O sinless one, I am still unmarried. Afflicted as I am by the god of desire on account of you, O you of Kuru’s race, gratify me today by giving thyself up to me.'
— Vyasa, Arjuna-vanava Parva, Section 216

Arjuna, however, declines her proposal citing his celibacy on his pilgrimage. Ulupi argues that his celibacy is limited only to Draupadi, Arjuna's first wife. Convinced by her argument, Arjuna marries her, spending the night in the mansion of the Naga and rose with the sun in the morning. Later, a son named Iravan was born to them. Pleased by Arjuna, Ulupi grants him a boon that every amphibious creature shall, without doubt, be capable of being vanquished by him.

Ulupi loses her son Iravan in the Kurukshetra War, where he is slain fighting on his father's side.

==Redeeming Arjuna from the curse==
The Vasus, Bhishma's brothers, cursed Arjuna after he killed Bhishma through treachery in the Kurukshetra War. When Ulupi heard of the curse, she sought the help of her father, Kauravya. Her father went to the river goddess Ganga, Bhishma's mother, and requested her for a relief from the curse. Upon hearing him, Ganga said that Arjuna would be killed by his own son, Babhruvahana—Arjuna's son through Chitrangada—and brought back to life when Ulupi placed a gem called Nagamani on his chest.

Following her father's advice, Ulupi instigates Babruvāhana to fight Arjuna. When Arjuna goes to Manipura with the horse intended for the Ashvamedha sacrifice, the king Babhruvahana, as directed by Ulupi, challenges Arjuna to a duel. In the fierce battle that took place between them, both are mangled by the other's arrows. Finally, Arjuna is mortally wounded and is killed by his son when he shoots a powerful arrow at him.
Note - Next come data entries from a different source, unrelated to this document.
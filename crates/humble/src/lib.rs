//! Humble: fixed-capacity block allocation for containers.
//!
//! This is the top-level facade crate that re-exports the public API from
//! all Humble sub-crates. For most users, adding `humble` as a single
//! dependency is sufficient.
//!
//! # Quick start
//!
//! ```rust
//! use humble::prelude::*;
//!
//! // A list whose nodes come from one block sized for ten nodes.
//! let mut list: ForwardList<u32, HumbleAllocator<u32, 10>> =
//!     ForwardList::new_in(HumbleAllocator::new());
//! for i in 0..10 {
//!     list.push_back(i).unwrap();
//! }
//!
//! // The block never reuses released nodes.
//! list.pop_front();
//! let err = list.push_back(10).unwrap_err();
//! assert!(err.is_out_of_memory());
//!
//! // A copy gets a block of its own.
//! let copy = list.try_clone().unwrap();
//! assert_eq!(list, copy);
//! assert_ne!(list.allocator(), copy.allocator());
//!
//! // Maps count entries the same way; replacing a value needs no room.
//! let mut squares: TreeMap<u32, u32, HumbleAllocator<(u32, u32), 3>> =
//!     TreeMap::new_in(HumbleAllocator::new());
//! for i in 0..3 {
//!     squares.try_insert(i, i * i).unwrap();
//! }
//! assert!(squares.try_insert(3, 9).is_err());
//! assert_eq!(squares.try_insert(2, 5), Ok(Some(4)));
//! ```
//!
//! # Modules
//!
//! Each module corresponds to a sub-crate. Use them for types not in the prelude:
//!
//! | Module | Sub-crate | Contents |
//! |--------|-----------|----------|
//! | [`types`] | `humble-core` | Errors, block IDs, the `ElementAllocator` contract |
//! | [`arena`] | `humble-arena` | Memory blocks, block configuration, allocator handles |
//! | [`list`] | `humble-list` | Singly-linked list generic over allocators |
//! | [`tree`] | `humble-tree` | Ordered map generic over allocators |

#![deny(missing_docs)]
#![deny(rustdoc::broken_intra_doc_links)]
#![forbid(unsafe_code)]

/// Memory blocks and allocator handles (`humble-arena`).
///
/// [`arena::MemoryBlock`] is the raw byte arena; [`arena::HumbleAllocator`]
/// is the typed handle containers hold.
pub use humble_arena as arena;

/// Core types and the allocator contract (`humble-core`).
///
/// Contains [`types::AllocError`], [`types::BlockId`], and the
/// [`types::ElementAllocator`] trait.
pub use humble_core as types;

/// Allocator-generic singly-linked list (`humble-list`).
pub use humble_list as list;

/// Allocator-generic ordered map (`humble-tree`).
pub use humble_tree as tree;

/// Common imports for typical Humble usage.
///
/// ```rust
/// use humble::prelude::*;
/// ```
pub mod prelude {
    // Allocators
    pub use humble_arena::{
        BlockConfig, BlockStats, GlobalHeap, HeapAllocator, HumbleAllocator, MemoryBlock, Upstream,
    };

    // Contract and errors
    pub use humble_core::{AllocError, BlockId, ElementAllocator};

    // Containers
    pub use humble_list::ForwardList;
    pub use humble_tree::TreeMap;
}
Chitrangada rushes to the spot and abuses Ulupi for instigating Babhruvahana to fight Arjuna. Repenting of his deed, Babhruvahana is determined to kill himself, but is promptly stopped by Ulupi. She goes to her kingdom and brings the Nagamani. When she places the Nagamani on Arjuna's chest, his life is restored, thus relieving him of the Vasus' curse. When brought back to his life, Arjuna becomes happy to see Ulupi, Chitrangada, and Babhruvahana. He takes all of them to Hastinapura.

==Retirement of the Pandavas==
Upon the onset of the Kali Yuga, the Pandavas along with Draupadi retired and left the throne to their only heir – Arjuna's grandson, Parikshit. Giving up all their belongings and ties, they made their final journey of pilgrimage to the Himalayas, accompanied by a dog. Ulupi went back to her kingdom in the Ganga river.